_Problem to work on_
Nothing but the data, repeated exactly, belongs in the answer.

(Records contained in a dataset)
=====
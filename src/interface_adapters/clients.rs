use crate::domain::entities::NeoBrowsePage;
use crate::domain::errors::CatalogError;
use crate::domain::ports::NeoCatalog;
use async_trait::async_trait;
use reqwest::Client;
use serde::Deserialize;
use serde_json::Value;
use std::time::Duration;
use url::Url;

// The clients defined here are for reqwest clients to communicate with external services.

// NeoWs can stall on bad days; cap outbound calls rather than inheriting
// no timeout at all.
const UPSTREAM_TIMEOUT: Duration = Duration::from_secs(30);

// Error body shape NeoWs returns for rejected lookups.
#[derive(Debug, Deserialize)]
struct NeoWsErrorBody {
    error_message: String,
}

// Thin wrapper around reqwest for NASA NeoWs calls.
#[derive(Clone)]
pub struct NasaNeoClient {
    http: Client,
    base: Url,
    api_key: String,
}

impl NasaNeoClient {
    pub fn new(base_url: &str, api_key: impl Into<String>) -> Result<Self, url::ParseError> {
        // A trailing slash makes Url::join append to the path instead of
        // replacing its last segment.
        let base = if base_url.ends_with('/') {
            Url::parse(base_url)?
        } else {
            Url::parse(&format!("{base_url}/"))?
        };

        // Builder only fails when no TLS backend is available, which is the
        // same condition Client::new panics on.
        let http = Client::builder()
            .timeout(UPSTREAM_TIMEOUT)
            .build()
            .expect("failed to construct HTTP client");

        Ok(Self {
            http,
            base,
            api_key: api_key.into(),
        })
    }

    // Compose the endpoint URL and inject the credential as a query parameter.
    fn endpoint(&self, path: &str) -> Result<Url, CatalogError> {
        let mut url = self
            .base
            .join(path)
            .map_err(|err| CatalogError::Transport(err.to_string()))?;
        url.query_pairs_mut().append_pair("api_key", &self.api_key);
        Ok(url)
    }

    async fn get(&self, url: Url) -> Result<reqwest::Response, CatalogError> {
        let res = self
            .http
            .get(url)
            .send()
            .await
            .map_err(|err| CatalogError::Transport(err.to_string()))?;
        let status = res.status();

        // Keep upstream status/message for diagnostics; the external
        // contract collapses every failure to the same 500.
        if !status.is_success() {
            let message = res
                .json::<NeoWsErrorBody>()
                .await
                .ok()
                .map(|body| body.error_message);
            return Err(CatalogError::UpstreamStatus {
                status: status.as_u16(),
                message,
            });
        }

        Ok(res)
    }
}

#[async_trait]
impl NeoCatalog for NasaNeoClient {
    async fn browse(&self) -> Result<NeoBrowsePage, CatalogError> {
        let url = self.endpoint("neo/browse")?;
        let res = self.get(url).await?;

        // Parse the browse body into the typed page.
        res.json::<NeoBrowsePage>()
            .await
            .map_err(|err| CatalogError::Decode(err.to_string()))
    }

    async fn lookup(&self, neo_id: &str) -> Result<Value, CatalogError> {
        let url = self.endpoint(&format!("neo/{neo_id}"))?;
        let res = self.get(url).await?;

        // The detail record is passed through verbatim, so keep it untyped.
        res.json::<Value>()
            .await
            .map_err(|err| CatalogError::Decode(err.to_string()))
    }
}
=====
_Exercise response_
filename src/interface_adapters/clients.rs
use crate::domain::entities::NeoBrowsePage;
use crate::domain::errors::CatalogError;
use crate::domain::ports::NeoCatalog;
use async_trait::async_trait;
use reqwest::Client;
use serde::Deserialize;
use serde_json::Value;
use std::time::Duration;
use url::Url;

// The clients defined here are for reqwest clients to communicate with external services.

// NeoWs can stall on bad days; cap outbound calls rather than inheriting
// no timeout at all.
const UPSTREAM_TIMEOUT: Duration = Duration::from_secs(30);

// Error body shape NeoWs returns for rejected lookups.
#[derive(Debug, Deserialize)]
struct NeoWsErrorBody {
    error_message: String,
}

// Thin wrapper around reqwest for NASA NeoWs calls.
#[derive(Clone)]
pub struct NasaNeoClient {
    http: Client,
    base: Url,
    api_key: String,
}

impl NasaNeoClient {
    pub fn new(base_url: &str, api_key: impl Into<String>) -> Result<Self, url::ParseError> {
        // A trailing slash makes Url::join append to the path instead of
        // replacing its last segment.
        let base = if base_url.ends_with('/') {
            Url::parse(base_url)?
        } else {
            Url::parse(&format!("{base_url}/"))?
        };

        // Builder only fails when no TLS backend is available, which is the
        // same condition Client::new panics on.
        let http = Client::builder()
            .timeout(UPSTREAM_TIMEOUT)
            .build()
            .expect("failed to construct HTTP client");

        Ok(Self {
            http,
            base,
            api_key: api_key.into(),
        })
    }

    // Compose the endpoint URL and inject the credential as a query parameter.
    fn endpoint(&self, path: &str) -> Result<Url, CatalogError> {
        let mut url = self
            .base
            .join(path)
            .map_err(|err| CatalogError::Transport(err.to_string()))?;
        url.query_pairs_mut().append_pair("api_key", &self.api_key);
        Ok(url)
    }

    async fn get(&self, url: Url) -> Result<reqwest::Response, CatalogError> {
        let res = self
            .http
            .get(url)
            .send()
            .await
            .map_err(|err| CatalogError::Transport(err.to_string()))?;
        let status = res.status();

        // Keep upstream status/message for diagnostics; the external
        // contract collapses every failure to the same 500.
        if !status.is_success() {
            let message = res
                .json::<NeoWsErrorBody>()
                .await
                .ok()
                .map(|body| body.error_message);
            return Err(CatalogError::UpstreamStatus {
                status: status.as_u16(),
                message,
            });
        }

        Ok(res)
    }
}

#[async_trait]
impl NeoCatalog for NasaNeoClient {
    async fn browse(&self) -> Result<NeoBrowsePage, CatalogError> {
        let url = self.endpoint("neo/browse")?;
        let res = self.get(url).await?;

        // Parse the browse body into the typed page.
        res.json::<NeoBrowsePage>()
            .await
            .map_err(|err| CatalogError::Decode(err.to_string()))
    }

    async fn lookup(&self, neo_id: &str) -> Result<Value, CatalogError> {
        let url = self.endpoint(&format!("neo/{neo_id}"))?;
        let res = self.get(url).await?;

        // The detail record is passed through verbatim, so keep it untyped.
        res.json::<Value>()
            .await
            .map_err(|err| CatalogError::Decode(err.to_string()))
    }
}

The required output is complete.